//! Log filename grammar.
//!
//! Example names:
//!   ttl_bench_Poisson_scale100_20240905_174130.log
//!   ttl_bench_Poisson_20240905_174130.log          (legacy, scale 1)
//!
//! The benchmark part may itself contain underscores; the dataset part may not.

use chrono::NaiveDateTime;
use regex::Regex;
use std::path::{Path, PathBuf};

const SCALED_NAME_RE: &str = r"^(\w+)_([^_]+)_scale(\d+)_(\d{8}_\d{6})\.log$";
const LEGACY_NAME_RE: &str = r"^(\w+)_([^_]+)_(\d{8}_\d{6})\.log$";
const NAME_TIMESTAMP_FMT: &str = "%Y%m%d_%H%M%S";

/// Scale implied by the legacy grammar and by queries that omit one.
pub const DEFAULT_SCALE: u32 = 1;

/// Metadata recovered from a log's filename.
#[derive(Debug, Clone, PartialEq, Eq)]
pub struct LogFileDescriptor {
    pub benchmark: String,
    pub dataset: String,
    pub scale: u32,
    pub created: NaiveDateTime,
    pub path: PathBuf,
}

impl LogFileDescriptor {
    pub fn matches(&self, benchmark: &str, dataset: &str, scale: u32) -> bool {
        self.scale == scale && self.benchmark == benchmark && self.dataset == dataset
    }
}

/// Compiled filename patterns; build once per directory scan.
pub struct FilenameGrammar {
    scaled: Regex,
    legacy: Regex,
}

impl FilenameGrammar {
    pub fn new() -> Self {
        // Both patterns are constants covered by tests.
        Self {
            scaled: Regex::new(SCALED_NAME_RE).expect("scaled filename pattern"),
            legacy: Regex::new(LEGACY_NAME_RE).expect("legacy filename pattern"),
        }
    }

    /// Parse `name` (a bare file name) into a descriptor rooted at `dir`.
    /// Returns None for names outside the grammar, including impossible dates.
    pub fn parse(&self, dir: &Path, name: &str) -> Option<LogFileDescriptor> {
        let (benchmark, dataset, scale, stamp) = if let Some(caps) = self.scaled.captures(name) {
            let scale = caps[3].parse::<u32>().ok()?;
            (caps[1].to_string(), caps[2].to_string(), scale, caps[4].to_string())
        } else if let Some(caps) = self.legacy.captures(name) {
            (
                caps[1].to_string(),
                caps[2].to_string(),
                DEFAULT_SCALE,
                caps[3].to_string(),
            )
        } else {
            return None;
        };

        let created = NaiveDateTime::parse_from_str(&stamp, NAME_TIMESTAMP_FMT).ok()?;

        Some(LogFileDescriptor {
            benchmark,
            dataset,
            scale,
            created,
            path: dir.join(name),
        })
    }
}

impl Default for FilenameGrammar {
    fn default() -> Self {
        Self::new()
    }
}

========

— Task brief —
The data is to be reproduced in full, every line intact.

— Result —
//! Log filename grammar.
//!
//! Example names:
//!   ttl_bench_Poisson_scale100_20240905_174130.log
//!   ttl_bench_Poisson_20240905_174130.log          (legacy, scale 1)
//!
//! The benchmark part may itself contain underscores; the dataset part may not.

use chrono::NaiveDateTime;
use regex::Regex;
use std::path::{Path, PathBuf};

const SCALED_NAME_RE: &str = r"^(\w+)_([^_]+)_scale(\d+)_(\d{8}_\d{6})\.log$";
const LEGACY_NAME_RE: &str = r"^(\w+)_([^_]+)_(\d{8}_\d{6})\.log$";
const NAME_TIMESTAMP_FMT: &str = "%Y%m%d_%H%M%S";

/// Scale implied by the legacy grammar and by queries that omit one.
pub const DEFAULT_SCALE: u32 = 1;

/// Metadata recovered from a log's filename.
#[derive(Debug, Clone, PartialEq, Eq)]
pub struct LogFileDescriptor {
    pub benchmark: String,
    pub dataset: String,
    pub scale: u32,
    pub created: NaiveDateTime,
    pub path: PathBuf,
}

impl LogFileDescriptor {
    pub fn matches(&self, benchmark: &str, dataset: &str, scale: u32) -> bool {
        self.scale == scale && self.benchmark == benchmark && self.dataset == dataset
    }
}

/// Compiled filename patterns; build once per directory scan.
pub struct FilenameGrammar {
    scaled: Regex,
    legacy: Regex,
}

impl FilenameGrammar {
    pub fn new() -> Self {
        // Both patterns are constants covered by tests.
        Self {
            scaled: Regex::new(SCALED_NAME_RE).expect("scaled filename pattern"),
            legacy: Regex::new(LEGACY_NAME_RE).expect("legacy filename pattern"),
        }
    }

    /// Parse `name` (a bare file name) into a descriptor rooted at `dir`.
    /// Returns None for names outside the grammar, including impossible dates.
    pub fn parse(&self, dir: &Path, name: &str) -> Option<LogFileDescriptor> {
        let (benchmark, dataset, scale, stamp) = if let Some(caps) = self.scaled.captures(name) {
            let scale = caps[3].parse::<u32>().ok()?;
            (caps[1].to_string(), caps[2].to_string(), scale, caps[4].to_string())
        } else if let Some(caps) = self.legacy.captures(name) {
            (
                caps[1].to_string(),
                caps[2].to_string(),
                DEFAULT_SCALE,
                caps[3].to_string(),
            )
        } else {
            return None;
        };

        let created = NaiveDateTime::parse_from_str(&stamp, NAME_TIMESTAMP_FMT).ok()?;

        Some(LogFileDescriptor {
            benchmark,
            dataset,
            scale,
            created,
            path: dir.join(name),
        })
    }
}

impl Default for FilenameGrammar {
    fn default() -> Self {
        Self::new()
    }
}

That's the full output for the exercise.